Social scientists use this level of rigor and control because they try to maximize the internal validity of their research. Internal validity is the confidence researchers have about whether the independent variable intervention truly produced a change in the dependent variable. In the case of experimental design, the independent variable is the intervention or treatment. Experiments are attempts to establish causality between two variables—the treatment and its intended outcome.
As we talked about in Chapter 4, nomothetic causal explanations must establish four criteria: covariation, plausibility, temporality, and nonspuriousness. The logic and rigor of experimental design allows for causality to be established. Experimenters can assess covariation on the dependent variable through pre- and post-tests. The use of experimental and control conditions ensures that some people receive the intervention and others do not, providing variation in the independent variable (i.e., receiving the treatment). Moreover, since the researcher controls when the intervention is administered, she can be assured that changes in the independent variable (the treatment) happened before changes the dependent variable (the outcome). In this way, experiments assure temporality. In our restaurant experiment, we would know through assignment to experimental and control groups that people varied in the restaurant they attended. We would also know whether their level of satisfaction changed, as measured by the pre- and posttest. We would also know that changes in our diners’ satisfaction occurred after they left the restaurant, not before they walked in because of the pre- and post-tests.
Experimenters also have a plausible reason why their intervention would cause changes in the dependent variable. Usually, a theory or previous empirical evidence should indicate the potential for a causal relationship. Perhaps we found a national poll that found the type of food our experimental restaurant served, let’s say pizza, is the most popular food in America. Perhaps this restaurant has good reviews on Yelp or Google. This evidence would give us a plausible reason to establish the restaurant as causing satisfaction.
One of the most important features of experiments is that they allow researchers to eliminate spurious variables. True experiments are usually conducted under strictly controlled conditions. The intervention is given in the same way to each person, with a minimal number of other variables that might cause their post-test scores to change. In our restaurant example, this level of control might prove difficult. We cannot control how many people are waiting for a table, whether participants saw someone famous there, or if there is bad weather. Any of these factors might cause a diner to be less satisfied with their meal. These spurious variables may cause changes in satisfaction that have nothing to do with the restaurant itself, an important problem in real-world research. For this reason, experiments try to control as many aspects of the research process as possible: using control groups, having large enough sample sizes, standardizing the treatment, etc. Researchers in large experiments often employ clinicians or other research staff to help them. Researchers train their staff members exhaustively, provide pre-scripted responses to common questions, and control the physical environment of the experiment so each person who participates receives the exact same treatment.

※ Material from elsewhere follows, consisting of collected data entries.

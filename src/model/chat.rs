// SPDX-FileCopyrightText: 2026 Bruno Meilick
// SPDX-License-Identifier: LicenseRef-TutorGPT-FreeUse-NoCopy-NoDerivatives
//
// All rights reserved.
//
// This file is part of TutorGPT and is proprietary software.
// Unauthorized copying, modification, or distribution is prohibited.

use super::file::Attachment;
use super::ids::MessageId;

#[derive(Debug, Clone, Copy, PartialEq, Eq)]
pub enum MessageRole {
    User,
    Bot,
}

/// One bubble in the chat transcript. Never persisted.
#[derive(Debug, Clone, PartialEq, Eq)]
pub struct ChatMessage {
    id: MessageId,
    text: Option<String>,
    file: Option<Attachment>,
    role: MessageRole,
}

impl ChatMessage {
    pub fn user_text(text: impl Into<String>) -> Self {
        Self {
            id: MessageId::random(),
            text: Some(text.into()),
            file: None,
            role: MessageRole::User,
        }
    }

    pub fn user_file(file: Attachment) -> Self {
        Self {
            id: MessageId::random(),
            text: None,
            file: Some(file),
            role: MessageRole::User,
        }
    }

    pub fn bot(text: impl Into<String>) -> Self {
        Self {
            id: MessageId::random(),
            text: Some(text.into()),
            file: None,
            role: MessageRole::Bot,
        }
    }

    pub fn id(&self) -> &MessageId {
        &self.id
    }

    pub fn text(&self) -> Option<&str> {
        self.text.as_deref()
    }

    pub fn file(&self) -> Option<&Attachment> {
        self.file.as_ref()
    }

    pub fn role(&self) -> MessageRole {
        self.role
    }

    pub fn is_bot(&self) -> bool {
        self.role == MessageRole::Bot
    }
}
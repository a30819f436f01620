//! MCP (Model Context Protocol) server core.
//!
//! Provides a JSON-RPC 2.0 interface over line-delimited stdio: the request
//! dispatcher, the tool contract and registry, and the read/write loop.

/// MCP server implementation.
pub mod server;

/// Tool registry.
pub mod registry;

/// Line-delimited reader/writer.
pub mod stdio;

/// Tool contract and call result types.
pub mod tool;

/// JSON-RPC 2.0 transport types.
pub mod transport;

pub use registry::ToolRegistry;
pub use server::{McpServer, PROTOCOL_VERSION};
pub use stdio::LineTransport;
pub use tool::{Tool, ToolCallResult, ToolContent, ToolDefinition};
pub use transport::{JsonRpcError, JsonRpcRequest, JsonRpcResponse, McpMethod, METHOD_NOT_FOUND};
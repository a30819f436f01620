//! JSON-RPC 2.0 message types for the MCP server.
//!
//! Provides serialization and deserialization of JSON-RPC 2.0 messages
//! used to communicate between the MCP client and server over stdio.

use serde::{Deserialize, Serialize};
use serde_json::Value;

/// Error code for both an unknown method and an unknown tool.
pub const METHOD_NOT_FOUND: i32 = -32601;

/// A JSON-RPC 2.0 request received from the client.
///
/// Only `method`, `id` and `params` are read. The `jsonrpc` member is never
/// inspected, so a missing or odd-typed version does not lose the request.
#[derive(Debug, Clone, PartialEq)]
pub struct JsonRpcRequest {
    /// Request identifier. May be a number, string, or null.
    /// Absent for notifications.
    pub id: Value,
    /// The RPC method name. A non-string `method` keeps its JSON text
    /// (e.g. `7`), which never names a known method.
    pub method: String,
    /// Optional parameters for the method.
    pub params: Option<Value>,
}

impl JsonRpcRequest {
    /// Decodes one input line. Returns `None` for anything that is not a
    /// JSON object with a non-null `method`.
    pub fn from_line(line: &str) -> Option<Self> {
        serde_json::from_str(line).ok().and_then(Self::from_value)
    }

    /// Pulls the request members out of an already decoded message.
    pub fn from_value(value: Value) -> Option<Self> {
        let Value::Object(mut message) = value else {
            return None;
        };
        let method = match message.remove("method")? {
            Value::Null => return None,
            Value::String(method) => method,
            other => other.to_string(),
        };

        Some(Self {
            id: message.remove("id").unwrap_or(Value::Null),
            method,
            params: message.remove("params"),
        })
    }
}

/// A JSON-RPC 2.0 response sent back to the client.
#[derive(Debug, Clone, PartialEq, Serialize, Deserialize)]
pub struct JsonRpcResponse {
    /// Protocol version; always `"2.0"`.
    pub jsonrpc: String,
    /// The request identifier that this response corresponds to.
    pub id: Value,
    /// The result on success; absent on error.
    #[serde(skip_serializing_if = "Option::is_none")]
    pub result: Option<Value>,
    /// The error on failure; absent on success.
    #[serde(skip_serializing_if = "Option::is_none")]
    pub error: Option<JsonRpcError>,
}

impl JsonRpcResponse {
    /// Creates a successful JSON-RPC response.
    pub fn success(id: Value, result: Value) -> Self {
        Self {
            jsonrpc: "2.0".to_string(),
            id,
            result: Some(result),
            error: None,
        }
    }

    /// Creates an error JSON-RPC response.
    pub fn error(id: Value, code: i32, message: impl Into<String>) -> Self {
        Self {
            jsonrpc: "2.0".to_string(),
            id,
            result: None,
            error: Some(JsonRpcError {
                code,
                message: message.into(),
            }),
        }
    }

    /// Serializes the response as one compact line, without the trailing newline.
    pub fn to_line(&self) -> serde_json::Result<String> {
        serde_json::to_string(self)
    }
}

/// A JSON-RPC 2.0 error object.
#[derive(Debug, Clone, PartialEq, Eq, Serialize, Deserialize)]
pub struct JsonRpcError {
    /// Numeric error code.
    pub code: i32,
    /// Human-readable error message.
    pub message: String,
}

/// The methods this server understands, plus a catch-all.
#[derive(Debug, Clone, Copy, PartialEq, Eq)]
pub enum McpMethod<'a> {
    Initialize,
    /// `notifications/initialized`; never answered.
    Initialized,
    ToolsList,
    ToolsCall,
    Unknown(&'a str),
}

impl<'a> McpMethod<'a> {
    pub fn parse(method: &'a str) -> Self {
        match method {
            "initialize" => Self::Initialize,
            "notifications/initialized" => Self::Initialized,
            "tools/list" => Self::ToolsList,
            "tools/call" => Self::ToolsCall,
            other => Self::Unknown(other),
        }
    }
}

Experimental researchers also document their procedures, so that others can review them and make changes in future research if they think it will improve on the ability to control for spurious variables. An interesting example is Bruce Alexander’s (2010) Rat Park experiments. Much of the early research conducted on addictive drugs, like heroin and cocaine, was conducted on animals other than humans, usually mice or rats. The scientific consensus up until Alexander’s experiments was that cocaine and heroin were so addictive that rats, if offered the drugs, would consume them repeatedly until they perished. Researchers claimed this behavior explained how addiction worked in humans, but Alexander was not so sure. He knew rats were social animals and the experimental procedure from previous experiments did not allow them to socialize. Instead, rats were kept isolated in small cages with only food, water, and metal walls. To Alexander, social isolation was a spurious variable, causing changes in addictive behavior not due to the drug itself. Alexander created an experiment of his own, in which rats were allowed to run freely in an interesting environment, socialize and mate with other rats, and of course, drink from a solution that contained an addictive drug. In this environment, rats did not become hopelessly addicted to drugs. In fact, they had little interest in the substance. To Alexander, the results of his experiment demonstrated that social isolation was more of a causal factor for addiction than the drug itself.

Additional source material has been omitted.